Publication Type : Conference Paper
Thematic Areas : Amrita e-Learning Research Lab
Publisher : Procedia Computer Science
Source : Procedia Computer Science, Elsevier, Volume 93, p.917-923 (2016)
Keywords : Apriori principle, Cognitive ability, course choice, decision paralyses, Education, Forecasting, Legacy data, Students
Campus : Amritapuri
School : School of Engineering
Center : E-Learning
Department : E-Learning
Year : 2016
Abstract : Students who pursue admission to colleges usually experience a difficulty to select a course. In this paper, we propose a course recommendation system to find out the courses which are apt for a student pursuing admission to the college. Typically, the prediction is based on the career goal or the present job trend. In this system proposed, the prediction is formulated based on the grades acquired by the student in twelfth standard; which is taken as a sign of the previous academic performance and cognitive ability of the student.

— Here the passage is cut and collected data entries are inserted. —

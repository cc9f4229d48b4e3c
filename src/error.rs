//! Error types for Blobfield.
//!
//! Tree mutations, state import, configuration loading and rendering each get
//! their own error enum so callers can match on exactly what they can handle.
//! Tree errors are all-or-nothing: when one is returned, nothing was changed.

use std::path::PathBuf;

use thiserror::Error;

use crate::source::SourceId;

/// Errors returned by [`SourceTree`](crate::SourceTree) mutations.
#[derive(Debug, Clone, PartialEq, Eq, Error)]
pub enum TreeError {
    /// A referenced source id does not exist.
    #[error("source {0} not found")]
    NotFound(SourceId),
    /// The merge/reparent would remove the root, merge a source into itself,
    /// or create a cycle.
    #[error("invalid merge of {from} into {to}: {reason}")]
    InvalidMerge {
        from: SourceId,
        to: SourceId,
        reason: &'static str,
    },
    /// The tree already holds the maximum number of live sources.
    #[error("source capacity of {limit} exceeded")]
    CapacityExceeded { limit: usize },
}

/// Errors raised while importing or validating a serialized tree.
#[derive(Debug, Error)]
pub enum StateError {
    /// The JSON could not be parsed into the expected shape.
    #[error("invalid state format: {0}")]
    Parse(#[from] serde_json::Error),
    /// The JSON parsed but describes an invalid tree.
    #[error("invalid state format: {0}")]
    InvalidFormat(String),
}

impl StateError {
    pub(crate) fn invalid(msg: impl Into<String>) -> Self {
        StateError::InvalidFormat(msg.into())
    }
}

/// Errors returned by [`Engine::apply`](crate::Engine::apply).
#[derive(Debug, Error)]
pub enum EngineError {
    #[error(transparent)]
    Tree(#[from] TreeError),
    /// A command carried a NaN or infinite position.
    #[error("position for {id} is not finite")]
    NonFinitePosition { id: SourceId },

    /// A weight was NaN or infinite.
    #[error("weight for {id} is not finite")]
    NonFiniteWeight { id: SourceId },
}

/// Errors raised by GPU initialization.
#[derive(Debug, Error)]
pub enum GpuError {
    /// Failed to create a surface for rendering.
    #[error("failed to create GPU surface: {0}")]
    SurfaceCreation(#[from] wgpu::CreateSurfaceError),
    /// No compatible GPU adapter found.
    #[error("no compatible GPU adapter found; a WebGPU/Vulkan/Metal/DX12 capable GPU is required")]
    NoAdapter,
    /// Failed to create GPU device.
    #[error("failed to create GPU device: {0}")]
    DeviceCreation(#[from] wgpu::RequestDeviceError),
}

/// Errors raised while drawing a frame.
#[derive(Debug, Error)]
pub enum RenderError {
    /// The drawing surface could not be acquired this frame (zero-sized,
    /// lost, outdated or timed out). The frame loop retries on the next tick.
    #[error("render surface unavailable: {0}")]
    SurfaceUnavailable(String),
    /// The GPU ran out of memory; not recoverable by retrying.
    #[error("GPU out of memory")]
    OutOfMemory,
}

/// Errors raised while loading or saving configuration files.
#[derive(Debug, Error)]
pub enum ConfigError {
    #[error("failed to access config file {path}: {source}")]
    Io {
        path: PathBuf,
        #[source]
        source: std::io::Error,
    },
    #[error("failed to parse config: {0}")]
    Parse(#[from] serde_json::Error),
}

/// Errors that can occur when running the interactive viewer.
#[derive(Debug, Error)]
pub enum ViewerError {
    /// Failed to create or run the event loop.
    #[error("event loop error: {0}")]
    EventLoop(#[from] winit::error::EventLoopError),
    /// The OS refused to create a window.
    #[error("failed to create window: {0}")]
    Window(#[from] winit::error::OsError),
    /// GPU initialization failed.
    #[error("GPU error: {0}")]
    Gpu(#[from] GpuError),
    /// A frame could not be drawn.
    #[error("render error: {0}")]
    Render(#[from] RenderError),
    /// Writing a snapshot image failed.
    #[error("failed to write image: {0}")]
    Image(#[from] image::ImageError),
    /// Reading or writing a state/config file failed.
    #[error("I/O error: {0}")]
    Io(#[from] std::io::Error),
    #[error(transparent)]
    State(#[from] StateError),
    #[error(transparent)]
    Config(#[from] ConfigError),
}

#[cfg(test)]
mod tests {
    use super::*;

    #[test]
    fn test_tree_error_messages_name_the_ids() {
        let err = TreeError::InvalidMerge {
            from: SourceId(3),
            to: SourceId(5),
            reason: "target is a descendant of the source",
        };
        let msg = err.to_string();
        assert!(msg.contains("#3"));
        assert!(msg.contains("#5"));
        assert!(msg.contains("descendant"));

        let err = TreeError::CapacityExceeded { limit: 64 };
        assert_eq!(err.to_string(), "source capacity of 64 exceeded");
    }

    #[test]
    fn test_parse_errors_read_as_invalid_format() {
        let parse = serde_json::from_str::<u32>("not json").unwrap_err();
        let err = StateError::from(parse);
        assert!(err.to_string().starts_with("invalid state format"));
    }
}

A model is generated from the legacy data or data from the students who have completed the course successfully. This model is used for predicting the courses for new students. The idea behind this approach is that when a student with specific set of skills is successful in a course then another student with similar set of skills will have a higher success probability in the said course.
Cite this Research Publication : D. Upendran, Chatterjee, S., Sindhumol, S., Kamal Bijlani, J, M., and J., J., “Application of Predictive Analytics in Intelligent Course Recommendation”, in Procedia Computer Science, 2016, vol. 93, pp. 917-923.